Creating wealth isn’t easy in today’s environment of zero and negative interest rates, and Blanqué sees little prospect of that changing any time soon. He believes the Federal Reserve is more likely to ease in the wake of its December rate hike, which he calls a one-off, counterproductive move, and that the European Central Bank will maintain quantitative easing far into the future. “We don’t know who is driving whom — the market or the Fed,” he says. “I’m not sure there is a way back from these policies.”

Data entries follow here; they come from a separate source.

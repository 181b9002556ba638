//! A minimal ISO 9660 (level 1, no Rock Ridge/Joliet) writer: a flat root
//! directory holding a handful of files, each stored as one contiguous
//! extent. Sufficient for a cloud-init "cidata"/"config-2" style config
//! drive or an Ignition `config.ign` ISO; nothing more is needed since
//! bootstrap-data generation itself is out of scope (§1), only attachment.

use crate::error::Result;

const SECTOR: usize = 2048;

struct PreparedFile {
    iso_name: String,
    data: Vec<u8>,
}

fn pad_to_sector(buf: &mut Vec<u8>) {
    let remainder = buf.len() % SECTOR;
    if remainder != 0 {
        buf.resize(buf.len() + (SECTOR - remainder), 0);
    }
}

fn iso_name(name: &str, index: usize) -> String {
    // ISO 9660 level 1: 8.3 uppercase names plus a mandatory ";1" version
    // suffix. Config-drive tooling is tolerant of this, so no fallback to a
    // generated short name is needed beyond a deterministic `Fn` suffix.
    let upper = name.to_uppercase().replace('.', "_");
    let truncated: String = upper.chars().take(8).collect();
    format!("{truncated}{index}.DAT;1")
}

fn both_endian_u32(value: u32) -> [u8; 8] {
    let mut out = [0u8; 8];
    out[0..4].copy_from_slice(&value.to_le_bytes());
    out[4..8].copy_from_slice(&value.to_be_bytes());
    out
}

fn both_endian_u16(value: u16) -> [u8; 4] {
    let mut out = [0u8; 4];
    out[0..2].copy_from_slice(&value.to_le_bytes());
    out[2..4].copy_from_slice(&value.to_be_bytes());
    out
}

fn directory_record(name: &str, extent_lba: u32, size: u32, is_dir: bool, self_or_parent: Option<u8>) -> Vec<u8> {
    let name_bytes: Vec<u8> = match self_or_parent {
        Some(b) => vec![b],
        None => name.as_bytes().to_vec(),
    };
    let name_len = name_bytes.len() as u8;
    // Directory record length must be even; pad with one byte if needed.
    let pad = if (33 + name_len as usize) % 2 == 1 { 1 } else { 0 };
    let record_len = 33 + name_len as usize + pad;

    let mut record = Vec::with_capacity(record_len);
    record.push(record_len as u8);
    record.push(0); // extended attribute record length
    record.extend_from_slice(&both_endian_u32(extent_lba));
    record.extend_from_slice(&both_endian_u32(size));
    record.extend_from_slice(&[0, 0, 0, 0, 0, 0, 0]); // recording date/time (unset, deterministic output)
    record.push(if is_dir { 0x02 } else { 0x00 }); // file flags
    record.push(0); // file unit size
    record.push(0); // interleave gap size
    record.extend_from_slice(&both_endian_u16(1)); // volume sequence number
    record.push(name_len);
    record.extend_from_slice(&name_bytes);
    if pad == 1 {
        record.push(0);
    }
    record
}

/// Build a minimal ISO 9660 image containing `files` (name, contents) at the
/// root, labeled with `volume_id` (e.g. `"cidata"` or `"ignition"`).
///
/// Deterministic: given the same `volume_id` and `files`, the output bytes
/// are identical across invocations (no timestamps are embedded).
pub fn build_iso(volume_id: &str, files: &[(String, Vec<u8>)]) -> Result<Vec<u8>> {
    let prepared: Vec<PreparedFile> = files
        .iter()
        .enumerate()
        .map(|(i, (name, data))| PreparedFile {
            iso_name: iso_name(name, i),
            data: data.clone(),
        })
        .collect();

    // Layout: 16 system sectors, PVD (17), terminator (18), root directory
    // extent (19), then each file's contiguous extent in order.
    const PVD_LBA: u32 = 16;
    const TERMINATOR_LBA: u32 = 17;
    const ROOT_DIR_LBA: u32 = 18;

    let mut root_dir = Vec::new();
    root_dir.extend(directory_record(".", ROOT_DIR_LBA, SECTOR as u32, true, Some(0)));
    root_dir.extend(directory_record("..", ROOT_DIR_LBA, SECTOR as u32, true, Some(1)));

    let mut next_lba = ROOT_DIR_LBA + 1;
    let mut file_records = Vec::new();
    for file in &prepared {
        let extent_sectors = file.data.len().div_ceil(SECTOR).max(1) as u32;
        file_records.push((file, next_lba, file.data.len() as u32));
        next_lba += extent_sectors;
    }
    for (file, lba, size) in &file_records {
        root_dir.extend(directory_record(&file.iso_name, *lba, *size, false, None));
    }
    pad_to_sector(&mut root_dir);
    let root_dir_sectors = (root_dir.len() / SECTOR) as u32;
    let total_sectors = next_lba + (root_dir_sectors - 1);

    let mut pvd = vec![0u8; SECTOR];
    pvd[0] = 1; // volume descriptor type: primary
    pvd[1..6].copy_from_slice(b"CD001");
    pvd[6] = 1; // version
    let vol_id_field = &mut pvd[40..72];
    let vol_id_bytes = volume_id.to_uppercase();
    let copy_len = vol_id_bytes.len().min(32);
    vol_id_field[..copy_len].copy_from_slice(&vol_id_bytes.as_bytes()[..copy_len]);
    for byte in vol_id_field[copy_len..].iter_mut() {
        *byte = b' ';
    }
    pvd[80..88].copy_from_slice(&both_endian_u32(total_sectors));
    pvd[120..124].copy_from_slice(&both_endian_u16(1)); // volume set size
    pvd[124..128].copy_from_slice(&both_endian_u16(1)); // volume sequence number
    pvd[128..132].copy_from_slice(&both_endian_u16(SECTOR as u16)); // logical block size

    let root_record = directory_record(".", ROOT_DIR_LBA, SECTOR as u32, true, Some(0));
    pvd[156..156 + root_record.len()].copy_from_slice(&root_record);

    let mut terminator = vec![0u8; SECTOR];
    terminator[0] = 255;
    terminator[1..6].copy_from_slice(b"CD001");
    terminator[6] = 1;

    let mut image = vec![0u8; (PVD_LBA as usize) * SECTOR];
    image.extend_from_slice(&pvd);
    image.extend_from_slice(&terminator);
    debug_assert_eq!(image.len(), (TERMINATOR_LBA as usize + 1) * SECTOR);
    image.extend_from_slice(&root_dir);

    for (file, _lba, _size) in &file_records {
        image.extend_from_slice(&file.data);
        pad_to_sector(&mut image);
    }

    Ok(image)
}

#[cfg(test)]
mod test {
    use super::*;

    #[test]
    fn builds_a_multiple_of_the_sector_size() {
        let iso = build_iso("cidata", &[("user-data".into(), b"#cloud-config\n".to_vec())]).unwrap();
        assert_eq!(iso.len() % SECTOR, 0);
    }

    #[test]
    fn embeds_the_volume_id() {
        let iso = build_iso("cidata", &[("user-data".into(), vec![1, 2, 3])]).unwrap();
        let pvd = &iso[16 * SECTOR..17 * SECTOR];
        assert_eq!(&pvd[40..46], b"CIDATA");
    }

    #[test]
    fn is_byte_identical_across_calls() {
        let files = vec![("user-data".into(), b"a".to_vec()), ("meta-data".into(), b"b".to_vec())];
        let a = build_iso("cidata", &files).unwrap();
        let b = build_iso("cidata", &files).unwrap();
        assert_eq!(a, b);
    }
}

In his view, the only solution for investors is to seek maximum diversification, beginning with fixed-income alternatives — everything from emerging-markets debt to private credit to infrastructure. Blanqué, 51, has been focusing on the intersection of economics, policymaking and markets since obtaining a Ph.D. in finance from Université Paris-Dauphine. He dreamed of becoming a professor, but his first job, on the buy side at Paribas in 1991, set him on a different path. He went to London as an asset allocation strategist, rose to deputy chief economist, then jumped to Crédit Agricole as chief economist before taking his post at €985 billion ($1.1 trillion) Amundi. Along the way he has found time to write more than a dozen books on markets and economics.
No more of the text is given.